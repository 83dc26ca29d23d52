//! JobFormController: the generate / regenerate flow.
//!
//! Per action: `Idle → Submitting → Idle`. A trigger while `Submitting` is
//! rejected. The current job id is owned here and only written after a
//! `/generate` response has fully resolved.

use std::cell::{Cell, RefCell};
use std::future::Future;

use tracing::{debug, error, info, warn};

use crate::errors::ClientError;
use crate::models::form::{FormInput, ResumeMode};
use crate::models::job::{JobId, JobResult};
use crate::render::{ResultRenderer, ResultView};
use crate::service::JobService;

pub const GENERATING_MESSAGE: &str = "Generating resume...";
pub const REGENERATING_MESSAGE: &str = "Regenerating resume...";

#[derive(Debug, Clone, Copy, PartialEq, Eq)]
pub enum Phase {
    Idle,
    Submitting,
}

#[derive(Debug, Clone, Copy, PartialEq, Eq)]
pub enum SkipReason {
    /// Another request is still in flight.
    Busy,
    /// Regenerate was triggered before any job existed.
    NoJob,
}

/// How an action settled. Failures have already been alerted.
#[derive(Debug, Clone, PartialEq, Eq)]
pub enum ActionOutcome {
    Rendered(JobId),
    Failed(String),
    Skipped(SkipReason),
}

pub struct JobFormController<S, R> {
    service: S,
    renderer: R,
    current_job_id: RefCell<Option<JobId>>,
    phase: Cell<Phase>,
    mode: Cell<ResumeMode>,
}

/// Restores the idle, interactive state when an action ends, however it ends.
struct SubmitGuard<'a, R: ResultRenderer> {
    phase: &'a Cell<Phase>,
    renderer: &'a R,
}

impl<R: ResultRenderer> Drop for SubmitGuard<'_, R> {
    fn drop(&mut self) {
        self.phase.set(Phase::Idle);
        self.renderer.set_loading(false, "");
    }
}

impl<S: JobService, R: ResultRenderer> JobFormController<S, R> {
    pub fn new(service: S, renderer: R) -> Self {
        Self {
            service,
            renderer,
            current_job_id: RefCell::new(None),
            phase: Cell::new(Phase::Idle),
            mode: Cell::new(ResumeMode::default()),
        }
    }

    pub fn renderer(&self) -> &R {
        &self.renderer
    }

    pub fn service(&self) -> &S {
        &self.service
    }

    pub fn phase(&self) -> Phase {
        self.phase.get()
    }

    pub fn mode(&self) -> ResumeMode {
        self.mode.get()
    }

    pub fn current_job_id(&self) -> Option<JobId> {
        self.current_job_id.borrow().clone()
    }

    /// Mode toggle: exactly one resume input block is visible afterwards.
    pub fn set_mode(&self, mode: ResumeMode) {
        self.mode.set(mode);
        self.renderer.show_mode(mode);
    }

    /// Submits a new job and, on success, remembers its id and renders it.
    pub async fn generate(&self, form: FormInput) -> ActionOutcome {
        self.generate_from(async { Ok(form) }).await
    }

    /// Like `generate`, but the form is read after entering `Submitting`,
    /// so slow input collection (a file read) runs with the controls
    /// disabled and a failed read takes the same alert path as a failed
    /// request.
    pub async fn generate_from<F>(&self, read_form: F) -> ActionOutcome
    where
        F: Future<Output = Result<FormInput, ClientError>>,
    {
        let Some(_guard) = self.begin(GENERATING_MESSAGE) else {
            return self.skip("generate", SkipReason::Busy);
        };

        let form = match read_form.await {
            Ok(form) => form,
            Err(e) => return self.fail("generate", e),
        };

        info!(
            "Submitting job (mode={}, company={:?})",
            form.mode(),
            form.company
        );

        match self.service.generate(&form).await {
            Ok(result) => {
                *self.current_job_id.borrow_mut() = Some(result.job_id.clone());
                self.render(&result)
            }
            Err(e) => self.fail("generate", e),
        }
    }

    /// Re-runs generation for the stored job. No-op before the first
    /// successful generate.
    pub async fn regenerate(&self) -> ActionOutcome {
        let Some(job_id) = self.current_job_id() else {
            return self.skip("regenerate", SkipReason::NoJob);
        };
        let Some(_guard) = self.begin(REGENERATING_MESSAGE) else {
            return self.skip("regenerate", SkipReason::Busy);
        };

        info!("Regenerating job {job_id}");

        match self.service.regenerate(&job_id).await {
            Ok(result) => {
                if result.job_id != job_id {
                    warn!(
                        "Regenerate for {job_id} answered with job {}; keeping {job_id}",
                        result.job_id
                    );
                }
                self.render(&result)
            }
            Err(e) => self.fail("regenerate", e),
        }
    }

    fn begin(&self, message: &str) -> Option<SubmitGuard<'_, R>> {
        if self.phase.get() == Phase::Submitting {
            return None;
        }
        self.phase.set(Phase::Submitting);
        self.renderer.set_loading(true, message);
        Some(SubmitGuard {
            phase: &self.phase,
            renderer: &self.renderer,
        })
    }

    fn render(&self, result: &JobResult) -> ActionOutcome {
        self.renderer.show_result(&ResultView::from_result(result));
        ActionOutcome::Rendered(result.job_id.clone())
    }

    fn fail(&self, action: &str, e: ClientError) -> ActionOutcome {
        if !e.is_request_failure() {
            error!("Unexpected error during {action}: {e}");
        }
        let message = e.user_message();
        self.renderer.alert(&message);
        ActionOutcome::Failed(message)
    }

    fn skip(&self, action: &str, reason: SkipReason) -> ActionOutcome {
        debug!("Skipping {action}: {reason:?}");
        ActionOutcome::Skipped(reason)
    }
}
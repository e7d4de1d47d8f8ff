// src/core/ident.rs
//
// City identifiers: free text → canonical lookup keys used in URLs and as
// column namespaces ("new-york" → "New-York").

/// Upper-case the first character and every character right after a '-'.
/// Everything else is left untouched.
pub fn camelize(s: &str) -> String {
    let mut out = String::with_capacity(s.len());
    let mut boundary = true;
    for ch in s.chars() {
        if boundary {
            out.extend(ch.to_uppercase());
        } else {
            out.push(ch);
        }
        boundary = ch == '-';
    }
    out
}

/// Split a comma-separated city list, trim, lower-case and camelize each part.
///
/// Order and duplicates are preserved; blank parts are skipped. `None` when
/// nothing usable remains, so callers can fall back to a default list.
/// Spaces are not hyphenated: "los angeles" becomes "Los angeles".
pub fn normalize_cities(text: &str) -> Option<Vec<String>> {
    let ids: Vec<String> = text
        .split(',')
        .map(str::trim)
        .filter(|part| !part.is_empty())
        .map(|part| camelize(&part.to_lowercase()))
        .collect();

    if ids.is_empty() { None } else { Some(ids) }
}

/// Same as `normalize_cities` for an already-split list.
pub fn normalize_list<S: AsRef<str>>(names: &[S]) -> Option<Vec<String>> {
    let joined = names.iter().map(|s| s.as_ref()).collect::<Vec<_>>().join(",");
    normalize_cities(&joined)
}

#[cfg(test)]
mod tests {
    use super::*;

    #[test]
    fn camelize_after_start_and_hyphen() {
        assert_eq!(camelize("new-york"), "New-York");
        assert_eq!(camelize("los angeles"), "Los angeles");
        assert_eq!(camelize("a--b"), "A--B");
        assert_eq!(camelize(""), "");
    }

    #[test]
    fn normalize_trims_lowercases_and_keeps_order() {
        let ids = normalize_cities("Los Angeles, new-york ,SEATTLE,seattle").unwrap();
        assert_eq!(ids, vec!["Los angeles", "New-York", "Seattle", "Seattle"]);
    }

    #[test]
    fn normalize_empty_is_none() {
        assert_eq!(normalize_cities(""), None);
        assert_eq!(normalize_cities(" , ,"), None);
    }

    #[test]
    fn normalize_list_matches_text_form() {
        assert_eq!(
            normalize_list(&["Austin", " hoboken "]),
            Some(vec![s!("Austin"), s!("Hoboken")])
        );
        assert_eq!(normalize_list::<&str>(&[]), None);
    }

    #[test]
    fn normalize_list_accepts_comma_joined_arguments() {
        let args = vec![s!("austin,seattle"), s!("NEW-YORK")];
        assert_eq!(
            normalize_list(&args),
            Some(vec![s!("Austin"), s!("Seattle"), s!("New-York")])
        );
    }
}
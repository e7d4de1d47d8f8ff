// src/bin/cli.rs
use col_compare::cli;

fn main() -> color_eyre::eyre::Result<()> {
    color_eyre::install()?;
    cli::run()
}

> Problem:
The expected answer is each line of the records above that includes the string "enum".

> Response to this task:
pub enum Phase {
pub enum SkipReason {
pub enum ActionOutcome {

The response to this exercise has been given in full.